Адриан прятал стекленеющий от отчаяния взгляд за праздными шутками, кривил непослушные губы в широкой ухмылке и успешно лгал самому себе, что всё не так безнадёжно, как кажется на первый взгляд, что ещё не поздно повернуть время вспять, заставить незримые шестерни вращаться в обратном направлении: он ведь настоящий герой, отважный и выносливый, он сумеет превозмочь любую боль, он выстоит, вытерпит, не издав и звука, да и могло ли быть иначе? – но он и подумать не мог, что когда-нибудь дождётся своего. И ведь дождался, но только совсем не так, как того хотел. Не так скоро. Не такой ценой.

 

Леди Баг – Маринетт – же и вовсе желала, чтобы ничего этого не было.

 

Но их никто не спрашивал: ни тогда, нарекая двух совершенно не готовых к такой ответственности подростков героями Парижа безо всякого их на то согласия, ни сейчас, отточенным клинком прозрения вспарывая уже ставший привычным уклад жизни двух молодых людей, которыми они стали.

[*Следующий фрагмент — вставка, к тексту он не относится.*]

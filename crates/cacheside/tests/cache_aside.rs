//! Integration tests for the cache-aside execution wrapper.
//!
//! The local backend and the degradation paths are covered without any
//! external service. Tests against a real Redis use testcontainers and
//! are `#[ignore]`d so the default suite needs no Docker daemon.

use std::collections::HashMap;
use std::sync::Arc;
use std::sync::atomic::{AtomicUsize, Ordering};
use std::time::Duration;

use serde::{Deserialize, Serialize};

use cacheside::{CacheError, Client, LocalStore, Shape};

/// Make the orchestrator's soft-failure warn/debug logs visible when the
/// suite runs with `RUST_LOG` set. Safe to call from every test; only the
/// first registration wins.
fn init_logging() {
    let _ = tracing_subscriber::fmt()
        .with_env_filter(tracing_subscriber::EnvFilter::from_default_env())
        .with_test_writer()
        .try_init();
}

#[derive(Debug, Clone, PartialEq, Serialize, Deserialize)]
struct Person {
    name: String,
    age: u32,
}

fn fake_person() -> Person {
    Person {
        name: "fake-name".to_string(),
        age: 25,
    }
}

/// Computation that counts its invocations.
fn counted_person(counter: &Arc<AtomicUsize>) -> impl Fn(&[serde_json::Value]) -> anyhow::Result<Person> + Send + Sync + 'static
{
    let counter = Arc::clone(counter);
    move |_| {
        counter.fetch_add(1, Ordering::SeqCst);
        Ok(fake_person())
    }
}

fn unreachable_pool() -> deadpool_redis::Pool {
    let mut config = deadpool_redis::Config::from_url("redis://127.0.0.1:1");
    let pool_config = config.pool.get_or_insert_with(Default::default);
    pool_config.max_size = 2;
    let timeout = Some(Duration::from_millis(200));
    pool_config.timeouts.wait = timeout;
    pool_config.timeouts.create = timeout;
    config
        .create_pool(Some(deadpool_redis::Runtime::Tokio1))
        .expect("create pool")
}

#[tokio::test]
async fn test_local_miss_then_hit() {
    let client = Client::new(Some(LocalStore::with_defaults()), None);
    let counter = Arc::new(AtomicUsize::new(0));

    let request = client
        .local::<Person>()
        .with_key("k1")
        .with_expiration(Duration::from_secs(60))
        .with_shape(Shape::Mapping)
        .with_computation(counted_person(&counter));

    let first = request.execute(&[]).await.unwrap();
    assert_eq!(first, fake_person());
    assert_eq!(counter.load(Ordering::SeqCst), 1);

    // served from cache, the computation does not run again
    let second = request.execute(&[]).await.unwrap();
    assert_eq!(second, first);
    assert_eq!(counter.load(Ordering::SeqCst), 1);
}

#[tokio::test]
async fn test_local_repeated_executions_stable() {
    let client = Client::new(Some(LocalStore::with_defaults()), None);
    let request = client
        .local::<Vec<u32>>()
        .with_key("seq")
        .with_expiration(Duration::from_secs(60))
        .with_shape(Shape::Sequence)
        .with_computation(|_| Ok(vec![1, 2, 3]));

    for _ in 0..5 {
        assert_eq!(request.execute(&[]).await.unwrap(), vec![1, 2, 3]);
    }
}

#[tokio::test]
async fn test_local_expiration_recomputes() {
    let client = Client::new(Some(LocalStore::with_defaults()), None);
    let counter = Arc::new(AtomicUsize::new(0));

    let request = client
        .local::<Person>()
        .with_key("expiring")
        .with_expiration(Duration::from_millis(30))
        .with_shape(Shape::Mapping)
        .with_computation(counted_person(&counter));

    request.execute(&[]).await.unwrap();
    request.execute(&[]).await.unwrap();
    assert_eq!(counter.load(Ordering::SeqCst), 1);

    tokio::time::sleep(Duration::from_millis(60)).await;

    request.execute(&[]).await.unwrap();
    assert_eq!(counter.load(Ordering::SeqCst), 2);
}

#[tokio::test]
async fn test_missing_computation_is_not_configured() {
    let client = Client::new(None, None);
    let request = client
        .local::<u32>()
        .with_key("k")
        .with_shape(Shape::Scalar);

    let err = request.execute(&[]).await.unwrap_err();
    assert!(matches!(err, CacheError::NotConfigured(_)));
    // no cache I/O happened: the lazy local store was never created
    assert!(client.local_store().is_empty());
}

#[tokio::test]
async fn test_missing_shape_is_not_configured() {
    let client = Client::new(None, None);
    let request = client
        .local::<u32>()
        .with_key("k")
        .with_computation(|_| Ok(1));

    let err = request.execute(&[]).await.unwrap_err();
    assert!(matches!(err, CacheError::NotConfigured(_)));
    assert!(client.local_store().is_empty());
}

#[tokio::test]
async fn test_empty_key_still_computes() {
    init_logging();
    let client = Client::new(None, None);
    let request = client
        .local::<u32>()
        .with_shape(Shape::Scalar)
        .with_computation(|_| Ok(25));

    // a missing key disables caching for the call but does not fail it
    assert_eq!(request.execute(&[]).await.unwrap(), 25);
}

#[tokio::test]
async fn test_computation_error_surfaces() {
    let client = Client::new(None, None);
    let request = client
        .local::<u32>()
        .with_key("k")
        .with_shape(Shape::Scalar)
        .with_computation(|_| Err(anyhow::anyhow!("fake-error")));

    let err = request.execute(&[]).await.unwrap_err();
    assert!(matches!(err, CacheError::Execution(_)));
    assert!(err.to_string().contains("computation failed"));
}

#[tokio::test]
async fn test_remote_pool_missing_degrades_to_compute() {
    init_logging();
    let client = Client::new(None, None);
    let counter = Arc::new(AtomicUsize::new(0));

    let request = client
        .remote::<Person>()
        .with_key("k1")
        .with_expiration(Duration::from_secs(60))
        .with_shape(Shape::Mapping)
        .with_computation(counted_person(&counter));

    // no surfaced error, and nothing can be cached either
    assert_eq!(request.execute(&[]).await.unwrap(), fake_person());
    assert_eq!(request.execute(&[]).await.unwrap(), fake_person());
    assert_eq!(counter.load(Ordering::SeqCst), 2);
}

#[tokio::test]
async fn test_remote_unreachable_degrades_to_compute() {
    init_logging();
    let client = Client::new(None, Some(unreachable_pool()));
    let counter = Arc::new(AtomicUsize::new(0));

    let request = client
        .remote::<Person>()
        .with_key("k1")
        .with_expiration(Duration::from_secs(60))
        .with_shape(Shape::Mapping)
        .with_computation(counted_person(&counter));

    assert_eq!(request.execute(&[]).await.unwrap(), fake_person());
    assert_eq!(counter.load(Ordering::SeqCst), 1);
}

#[tokio::test]
async fn test_request_reused_with_reassigned_key() {
    let client = Client::new(Some(LocalStore::with_defaults()), None);
    let counter = Arc::new(AtomicUsize::new(0));

    let request = client
        .local::<Person>()
        .with_key("first")
        .with_expiration(Duration::from_secs(60))
        .with_shape(Shape::Mapping)
        .with_computation(counted_person(&counter));

    request.execute(&[]).await.unwrap();
    assert_eq!(counter.load(Ordering::SeqCst), 1);

    // a different key is cold, the same instance recomputes for it
    let request = request.with_key("second");
    request.execute(&[]).await.unwrap();
    assert_eq!(counter.load(Ordering::SeqCst), 2);

    request.execute(&[]).await.unwrap();
    assert_eq!(counter.load(Ordering::SeqCst), 2);
}

#[tokio::test]
async fn test_args_reach_computation() {
    let client = Client::new(Some(LocalStore::with_defaults()), None);
    let request = client
        .local::<String>()
        .with_key("greeting")
        .with_shape(Shape::Scalar)
        .with_computation(|args| {
            let name = args
                .first()
                .and_then(|v| v.as_str())
                .unwrap_or("world");
            Ok(format!("hello {name}"))
        });

    let value = request
        .execute(&[serde_json::json!("cacheside")])
        .await
        .unwrap();
    assert_eq!(value, "hello cacheside");
}

#[tokio::test]
async fn test_concurrent_requests_share_client() {
    let client = Client::new(Some(LocalStore::with_defaults()), None);
    let counter = Arc::new(AtomicUsize::new(0));

    let mut handles = Vec::new();
    for i in 0..8 {
        let client = client.clone();
        let counter = Arc::clone(&counter);
        handles.push(tokio::spawn(async move {
            let request = client
                .local::<Person>()
                .with_key(format!("key-{}", i % 2))
                .with_expiration(Duration::from_secs(60))
                .with_shape(Shape::Mapping)
                .with_computation(counted_person(&counter));
            request.execute(&[]).await.unwrap()
        }));
    }

    for handle in handles {
        assert_eq!(handle.await.unwrap(), fake_person());
    }

    // no single-flight: concurrent cold misses may each compute, but once
    // warm both keys are served from the store
    let warm = counter.load(Ordering::SeqCst);
    let request = client
        .local::<Person>()
        .with_key("key-0")
        .with_shape(Shape::Mapping)
        .with_computation(counted_person(&counter));
    request.execute(&[]).await.unwrap();
    assert_eq!(counter.load(Ordering::SeqCst), warm);
}

mod live_redis {
    //! Tests against a real Redis via testcontainers, mirroring the
    //! non-ignored suite on the remote path.

    use super::*;
    use testcontainers::runners::AsyncRunner;
    use testcontainers_modules::redis::Redis;

    async fn redis_client() -> (testcontainers::ContainerAsync<Redis>, Client) {
        let container = Redis::default()
            .start()
            .await
            .expect("start redis container");
        let port = container
            .get_host_port_ipv4(6379)
            .await
            .expect("get redis port");
        let pool = deadpool_redis::Config::from_url(format!("redis://127.0.0.1:{port}"))
            .create_pool(Some(deadpool_redis::Runtime::Tokio1))
            .expect("create pool");
        (container, Client::new(None, Some(pool)))
    }

    #[tokio::test]
    #[ignore = "requires a running Docker daemon"]
    async fn test_remote_miss_then_hit() {
        let (_container, client) = redis_client().await;
        let counter = Arc::new(AtomicUsize::new(0));

        let request = client
            .remote::<Person>()
            .with_key("k1")
            .with_expiration(Duration::from_secs(60))
            .with_shape(Shape::Mapping)
            .with_computation(counted_person(&counter));

        assert_eq!(request.execute(&[]).await.unwrap(), fake_person());
        assert_eq!(request.execute(&[]).await.unwrap(), fake_person());
        assert_eq!(counter.load(Ordering::SeqCst), 1);
    }

    #[tokio::test]
    #[ignore = "requires a running Docker daemon"]
    async fn test_remote_expiration_recomputes() {
        let (_container, client) = redis_client().await;
        let counter = Arc::new(AtomicUsize::new(0));

        let request = client
            .remote::<Person>()
            .with_key("expiring")
            .with_expiration(Duration::from_millis(80))
            .with_shape(Shape::Mapping)
            .with_computation(counted_person(&counter));

        request.execute(&[]).await.unwrap();
        tokio::time::sleep(Duration::from_millis(150)).await;
        request.execute(&[]).await.unwrap();
        assert_eq!(counter.load(Ordering::SeqCst), 2);
    }

    #[tokio::test]
    #[ignore = "requires a running Docker daemon"]
    async fn test_remote_round_trip_shapes() {
        let (_container, client) = redis_client().await;

        let scalar = client
            .remote::<u32>()
            .with_key("scalar")
            .with_shape(Shape::Scalar)
            .with_computation(|_| Ok(25));
        assert_eq!(scalar.execute(&[]).await.unwrap(), 25);
        assert_eq!(scalar.execute(&[]).await.unwrap(), 25);

        let sequence = client
            .remote::<Vec<Person>>()
            .with_key("sequence")
            .with_shape(Shape::Sequence)
            .with_computation(|_| Ok(vec![fake_person(), fake_person()]));
        assert_eq!(sequence.execute(&[]).await.unwrap().len(), 2);
        assert_eq!(sequence.execute(&[]).await.unwrap()[1], fake_person());

        let mapping = client
            .remote::<HashMap<String, Person>>()
            .with_key("mapping")
            .with_shape(Shape::Mapping)
            .with_computation(|_| {
                let mut people = HashMap::new();
                people.insert("person1".to_string(), fake_person());
                Ok(people)
            });
        assert_eq!(mapping.execute(&[]).await.unwrap()["person1"], fake_person());
        assert_eq!(mapping.execute(&[]).await.unwrap()["person1"], fake_person());

        let pointer = client
            .remote::<Box<Person>>()
            .with_key("pointer")
            .with_shape(Shape::Pointer)
            .with_computation(|_| Ok(Box::new(fake_person())));
        assert_eq!(*pointer.execute(&[]).await.unwrap(), fake_person());
        assert_eq!(*pointer.execute(&[]).await.unwrap(), fake_person());
    }

    #[tokio::test]
    #[ignore = "requires a running Docker daemon"]
    async fn test_remote_corrupt_payload_recomputes() {
    init_logging();
        use redis::AsyncCommands;

        let (_container, client) = redis_client().await;
        let counter = Arc::new(AtomicUsize::new(0));

        let request = client
            .remote::<Person>()
            .with_key("corrupt")
            .with_expiration(Duration::from_secs(60))
            .with_shape(Shape::Mapping)
            .with_computation(counted_person(&counter));

        request.execute(&[]).await.unwrap();
        assert_eq!(counter.load(Ordering::SeqCst), 1);

        // overwrite with bytes that cannot decode as a Person
        let pool = deadpool_redis::Config::from_url(format!(
            "redis://127.0.0.1:{}",
            _container.get_host_port_ipv4(6379).await.expect("get port")
        ))
        .create_pool(Some(deadpool_redis::Runtime::Tokio1))
        .expect("create pool");
        let mut conn = pool.get().await.expect("get connection");
        conn.set::<_, _, ()>("corrupt", "[1,2,3]").await.expect("set");

        // decode failure is soft: the computation runs and rewrites
        assert_eq!(request.execute(&[]).await.unwrap(), fake_person());
        assert_eq!(counter.load(Ordering::SeqCst), 2);
    }
}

Которыми их сделало время, проведённое бок о бок друг с другом.

 

И сейчас, в стылой тишине коридора, разбавленной далёкими отзвуками шепчущего осеннего ветра да стуком мокрых ветвей о белое ребро пластикового подоконника, на двух одинаково побледневших лицах, точно в зеркальном отражении друг друга, отчётливо читалась растерянность, щедро сдобренная смущением, затаённая горечь и что-то ещё. Что-то неясное, тёмное, почти сокрытое рассеянным полумраком, тщетно разгоняемым слабым лунным светом.

 

В её глазах плескался ужас, в его же – обледенелая безнадёжность.

 

Но обо всём по порядку.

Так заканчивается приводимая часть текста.